Does Nebraska Have A Stand Your Ground Law

Nebraska does not have a traditional “Stand Your Ground” law. However, the state does have a self-defense law that provides certain legal protections to individuals who use deadly force in self-defense.

Nebraska’s self-defense law is codified in Neb. Rev. Stat. § 28-1409, which states that a person is justified in using deadly force in self-defense if they reasonably believe that such force is necessary to prevent imminent death or great bodily harm to themselves or another person. The law also states that a person is not required to retreat before using deadly force, even if they have the opportunity to do so.
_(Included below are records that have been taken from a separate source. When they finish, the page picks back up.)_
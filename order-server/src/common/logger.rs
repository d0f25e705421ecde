//! Logging Infrastructure
//!
//! Structured logging setup with support for both development and
//! production environments: console output (JSON in production) plus
//! an optional daily-rotating application log file.

use std::fs;

use tracing_appender::non_blocking::WorkerGuard;
use tracing_subscriber::{EnvFilter, fmt, layer::SubscriberExt, util::SubscriberInitExt};

/// Initialize the logging system.
///
/// # Arguments
/// * `level` - Default log level (e.g., "info", "debug"), overridable
///   via `RUST_LOG`
/// * `json_format` - Whether to use JSON format (true for production)
/// * `log_dir` - Optional directory for daily-rotating file logging
///
/// Returns the file writer's guard; hold it for the process lifetime
/// or buffered log lines are lost on exit.
pub fn init_logger(
    level: &str,
    json_format: bool,
    log_dir: Option<&str>,
) -> anyhow::Result<Option<WorkerGuard>> {
    let env_filter = EnvFilter::try_from_default_env().unwrap_or_else(|_| EnvFilter::new(level));

    match log_dir {
        Some(dir) => {
            fs::create_dir_all(dir)?;
            let appender = tracing_appender::rolling::daily(dir, "app.log");
            let (file_writer, guard) = tracing_appender::non_blocking(appender);

            if json_format {
                let file_layer = fmt::layer().with_ansi(false).with_writer(file_writer.clone());
                tracing_subscriber::registry()
                    .with(env_filter)
                    .with(fmt::layer().json().with_target(true))
                    .with(file_layer)
                    .init();
            } else {
                let file_layer = fmt::layer().with_ansi(false).with_writer(file_writer.clone());
                tracing_subscriber::registry()
                    .with(env_filter)
                    .with(fmt::layer())
                    .with(file_layer)
                    .init();
            }
            Ok(Some(guard))
        }
        None => {
            if json_format {
                tracing_subscriber::registry()
                    .with(env_filter)
                    .with(fmt::layer().json().with_target(true))
                    .init();
            } else {
                tracing_subscriber::registry()
                    .with(env_filter)
                    .with(fmt::layer())
                    .init();
            }
            Ok(None)
        }
    }
}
In order to claim self-defense under Nebraska law, the person using deadly force must meet the following requirements:

  • They must have a reasonable belief that they or another person is in imminent danger of death or great bodily harm.
  • They must have used deadly force only as a last resort, after all other reasonable means of avoiding the danger have been exhausted.
  • They must not have been the initial aggressor in the situation.
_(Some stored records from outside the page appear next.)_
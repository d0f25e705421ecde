use std::sync::Arc;

use rust_decimal::Decimal;
use shared::catalog::{Category, Dish, DishFlavor, Setmeal};
use shared::order::AddressEntry;

use order_server::core::{AppState, BackgroundTasks, Config};
use order_server::init_logger;
use order_server::store::MemoryStore;

#[tokio::main]
async fn main() -> anyhow::Result<()> {
    // 1. 设置环境 (dotenv, 日志)
    dotenv::dotenv().ok();
    let config = Config::from_env();
    let _log_guard = init_logger("info", config.is_production(), config.log_dir.as_deref())?;

    tracing::info!("Delivery order server starting...");

    // 2. 初始化状态 (内存存储 + 存在过滤器 + 缓存 + 网关)
    let store = Arc::new(MemoryStore::new());
    if !config.is_production() {
        seed_demo_catalog(&store);
    }
    let state = AppState::with_store(&config, store).await?;

    // 3. 启动后台任务 (超时扫描 + 通知监听)
    let mut tasks = BackgroundTasks::new();
    state.start_background_tasks(&mut tasks);
    tasks.log_summary();

    tracing::info!("Server ready, press Ctrl-C to stop");
    tokio::signal::ctrl_c().await?;

    // 4. Graceful shutdown: 等待进行中的扫描跑完
    tasks.shutdown().await;
    Ok(())
}

/// 开发环境演示数据
fn seed_demo_catalog(store: &MemoryStore) {
    store.seed_category(Category {
        id: 1,
        name: "Sichuan classics".to_string(),
        sort_order: 1,
        enabled: true,
    });
    store.seed_category(Category {
        id: 2,
        name: "Set meals".to_string(),
        sort_order: 2,
        enabled: true,
    });

    store.seed_dish(
        Dish {
            id: 11,
            category_id: 1,
            name: "Kung Pao Chicken".to_string(),
            price: Decimal::new(1480, 2),
            image: None,
            description: Some("Stir-fried with peanuts and dried chili".to_string()),
            enabled: true,
        },
        vec![DishFlavor {
            id: 1,
            dish_id: 11,
            name: "spiciness".to_string(),
            value: "mild,medium,hot".to_string(),
        }],
    );
    store.seed_dish(
        Dish {
            id: 12,
            category_id: 1,
            name: "Mapo Tofu".to_string(),
            price: Decimal::new(1250, 2),
            image: None,
            description: None,
            enabled: true,
        },
        Vec::new(),
    );
    store.seed_setmeal(Setmeal {
        id: 21,
        category_id: 2,
        name: "Family Combo".to_string(),
        price: Decimal::new(4500, 2),
        image: None,
        description: Some("Two mains, one soup".to_string()),
        enabled: true,
    });

    store.seed_address(AddressEntry {
        id: 1,
        user_id: 7,
        consignee: "Demo User".to_string(),
        phone: "5550100".to_string(),
        detail: "1 North Street".to_string(),
    });

    tracing::info!("Demo catalogue seeded (development environment)");
}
If a person meets these requirements, they will be justified in using deadly force in self-defense, even if they do not have a duty to retreat.

It is important to note that the burden of proof in a self-defense case lies with the person who is claiming self-defense. This means that the person who used deadly force must prove by a preponderance of the evidence that they met the requirements for self-defense set forth in Neb. Rev. Stat. § 28-1409.

If a person is convicted of using deadly force in self-defense, they may still face criminal charges, but they may be eligible for a reduced sentence or even acquittal.